Sur les conclusions à fin d’injonction :

L’exécution du présent jugement implique que la situation de Mme A... soit réexaminée. Par suite, il y a lieu d’enjoindre à l’OFII de procéder à ce réexamen dans un délai d’un mois à compter de la notification du présent jugement.

Dans les circonstances de l’espèce, il n’y a pas lieu d’assortir cette injonction d’une astreinte.

Sur les conclusions à fin d’application des dispositions de l’article L. 761-1 du code de justice administrative et de l’article 37 de la loi du 10 juillet 1991 :

Mme A... a obtenu le bénéfice de l’aide juridictionnelle provisoire. Il y a lieu, dans les circonstances de l’espèce, sous réserve que Me Marcel renonce à percevoir la somme correspondante à la part contributive de l’Etat et sous réserve de l’admission définitive de sa cliente à l’aide juridictionnelle, de mettre à la charge de l’OFII le versement à Me Marcel de la somme de 900 euros. Dans le cas où l’aide juridictionnelle ne serait pas accordée à Mme A... par le bureau d’aide juridictionnelle, la somme de 900 euros sera versée à cette dernière.




D E C I D E :

Article 1er :
Mme A... est admise, à titre provisoire, au bénéfice de l’aide juridictionnelle.

Article 2 :
La décision du 11 mars 2026 est annulée.

Article 3 :
Il est enjoint à l'Office français de l'immigration et de l'intégration de réexaminer la situation de Mme A... dans un délai d’un mois à compter de la notification du présent jugement.

Article 4 :
Sous réserve de l’admission définitive de Mme A... à l’aide juridictionnelle et sous réserve que Me Marcel renonce à percevoir la somme correspondant à la part contributive de l’Etat, l’office français de l'immigration et de l'intégration versera à Me Marcel une somme de 900 euros en application des dispositions du deuxième alinéa de l’article 37 de la loi du 10 juillet 1991. Dans le cas où l’aide juridictionnelle ne serait pas accordée à la requérante par le bureau d’aide juridictionnelle, la somme de 900 euros sera versée à Mme A....

Article 5 :
Le surplus des conclusions de la requête est rejeté.

Article 6 :
Le présent jugement sera notifié à Mme C... A..., à Me Marcel et à l'Office français de l'immigration et de l'intégration.
Copie en sera adressée à la préfète de l’Isère.
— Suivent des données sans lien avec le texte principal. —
//! Remote bookmarks (C11, §3.4, §6.1): `.ddb/tags.json` names the remote a
//! dataset is linked to; `.ddb/sync.json` records the last-known stamp the
//! registry client observed per remote, so `pull`/`push` can diff against
//! it instead of the empty stamp. Scoped to the dataset container (unlike
//! `profile::UserProfile`, which is per-user, not per-dataset).

use std::fs;
use std::path::Path;

use serde::{Deserialize, Serialize};

use crate::error::{FsError, Result};
use crate::index::stamp::Stamp;
use crate::pathutils::DDB_FOLDER;
use crate::registry::{SyncBook, Tag};

/// On-disk shape of `tags.json` (§6.1): a single `tag` field holding the
/// rendered `<registryUrl>/<org>/<dataset>` triple, or absent when the
/// dataset has never been tagged.
#[derive(Debug, Clone, Default, Serialize, Deserialize)]
struct TagsFile {
    #[serde(skip_serializing_if = "Option::is_none")]
    tag: Option<String>,
}

fn tags_path(ddb_root: &Path) -> std::path::PathBuf {
    ddb_root.join(DDB_FOLDER).join("tags.json")
}

fn sync_path(ddb_root: &Path) -> std::path::PathBuf {
    ddb_root.join(DDB_FOLDER).join("sync.json")
}

/// Reads the dataset's tag, if any. `ddb_root` is the dataset root (the
/// directory containing `.ddb/`), matching `IndexDatabase::root()`.
pub fn read_tag(ddb_root: &Path) -> Result<Option<Tag>> {
    let path = tags_path(ddb_root);
    if !path.exists() {
        return Ok(None);
    }
    let json = fs::read_to_string(&path).map_err(FsError::Io)?;
    let file: TagsFile = serde_json::from_str(&json)?;
    Ok(file.tag.as_deref().and_then(Tag::parse))
}

/// Writes (overwriting) the dataset's tag.
pub fn write_tag(ddb_root: &Path, tag: &Tag) -> Result<()> {
    let path = tags_path(ddb_root);
    if let Some(parent) = path.parent() {
        fs::create_dir_all(parent).map_err(FsError::Io)?;
    }
    let file = TagsFile { tag: Some(tag.render()) };
    fs::write(&path, serde_json::to_string_pretty(&file)?).map_err(FsError::Io)?;
    Ok(())
}

/// Reads `sync.json`, defaulting to an empty bookmark set when absent.
pub fn read_sync_book(ddb_root: &Path) -> Result<SyncBook> {
    let path = sync_path(ddb_root);
    if !path.exists() {
        return Ok(SyncBook::default());
    }
    let json = fs::read_to_string(&path).map_err(FsError::Io)?;
    Ok(serde_json::from_str(&json)?)
}

pub fn write_sync_book(ddb_root: &Path, book: &SyncBook) -> Result<()> {
    let path = sync_path(ddb_root);
    if let Some(parent) = path.parent() {
        fs::create_dir_all(parent).map_err(FsError::Io)?;
    }
    fs::write(&path, serde_json::to_string_pretty(book)?).map_err(FsError::Io)?;
    Ok(())
}

/// Last-known stamp for `registry_url`, or an empty stamp (no entries, no
/// meta) when this is the dataset's first sync with that remote — the
/// delta engine then treats the whole remote content as one big add set.
pub fn last_known_stamp(ddb_root: &Path, registry_url: &str) -> Result<Stamp> {
    let book = read_sync_book(ddb_root)?;
    Ok(book.entries.get(registry_url).cloned().unwrap_or_else(|| Stamp::build(Vec::new(), Vec::new())))
}

/// Persists `stamp` as the new last-known bookmark for `registry_url`
/// (§4.6.3 step 8, §4.6.4 step 6).
pub fn set_last_known_stamp(ddb_root: &Path, registry_url: &str, stamp: &Stamp) -> Result<()> {
    let mut book = read_sync_book(ddb_root)?;
    book.entries.insert(registry_url.to_string(), stamp.clone());
    write_sync_book(ddb_root, &book)
}

#[cfg(test)]
mod tests {
    use super::*;
    use crate::index::stamp::StampEntry;

    #[test]
    fn tag_round_trips_through_tags_json() {
        let dir = tempfile::tempdir().unwrap();
        assert!(read_tag(dir.path()).unwrap().is_none());

        let tag = Tag::parse("hub.dronedb.app/acme/survey-2026").unwrap();
        write_tag(dir.path(), &tag).unwrap();

        let read_back = read_tag(dir.path()).unwrap().unwrap();
        assert_eq!(read_back.render(), tag.render());
    }

    #[test]
    fn sync_book_tracks_stamp_per_registry() {
        let dir = tempfile::tempdir().unwrap();
        let empty = last_known_stamp(dir.path(), "hub.dronedb.app").unwrap();
        assert!(empty.entries.is_empty());

        let stamp = Stamp::build(vec![StampEntry { path: "a.jpg".into(), hash: "h1".into() }], vec![]);
        set_last_known_stamp(dir.path(), "hub.dronedb.app", &stamp).unwrap();

        let read_back = last_known_stamp(dir.path(), "hub.dronedb.app").unwrap();
        assert_eq!(read_back.checksum, stamp.checksum);
    }
}
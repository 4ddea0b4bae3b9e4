//! Process-wide one-shot initialization (§5, §9 "Cyclic/global state").
//!
//! A native GDAL/PROJ-backed implementation would also do signal handlers,
//! locale and log-file setup here; this crate's ambient equivalent is
//! tracing subscriber installation. `Context::init` is the single
//! `OnceLock`-guarded entry point any other one-shot concern should be
//! added to.

use std::sync::OnceLock;

use tracing_subscriber::EnvFilter;

static CONTEXT: OnceLock<Context> = OnceLock::new();

/// Process-wide handle. Cheap to clone conceptually (it holds no per-call
/// state today) but kept as a single instance behind `OnceLock` so future
/// global resources (a GDAL/PROJ handle, a DSM cache) have one obvious home.
#[derive(Debug, Clone, Copy)]
pub struct Context {
    _private: (),
}

impl Context {
    /// Initializes the process-wide context, installing the tracing
    /// subscriber on first call. Subsequent calls are no-ops and return the
    /// same handle.
    pub fn init() -> Context {
        *CONTEXT.get_or_init(|| {
            let filter = EnvFilter::try_from_default_env()
                .unwrap_or_else(|_| EnvFilter::new("info"));
            let _ = tracing_subscriber::fmt()
                .with_env_filter(filter)
                .with_target(true)
                .try_init();
            Context { _private: () }
        })
    }

    /// Returns the process context if [`Context::init`] has already run,
    /// without triggering initialization.
    pub fn get() -> Option<Context> {
        CONTEXT.get().copied()
    }
}
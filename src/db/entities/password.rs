//! `passwords` table: hashed passwords guarding anonymous access to a
//! dataset (the `ddb password {append|verify|clear}` surface, consumed by
//! an external CLI collaborator — §6.2 — but owned at the data layer here).

use sea_orm::entity::prelude::*;
use serde::{Deserialize, Serialize};

#[derive(Clone, Debug, PartialEq, Eq, DeriveEntityModel, Serialize, Deserialize)]
#[sea_orm(table_name = "passwords")]
pub struct Model {
    #[sea_orm(primary_key)]
    pub id: i32,
    pub hash: String,
}

#[derive(Copy, Clone, Debug, EnumIter, DeriveRelation)]
pub enum Relation {}

impl ActiveModelBehavior for ActiveModel {}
Rendu public par mise à disposition au greffe le 7 avril 2026.


La magistrate désignée,

L. B...
La greffière,

C. Jasserand


La République mande et ordonne au ministre de l’Intérieur en ce qui le concerne ou à tous commissaires de justice à ce requis en ce qui concerne les voies de droit commun, contre les parties privées, de pourvoir à l'exécution de la présente décision.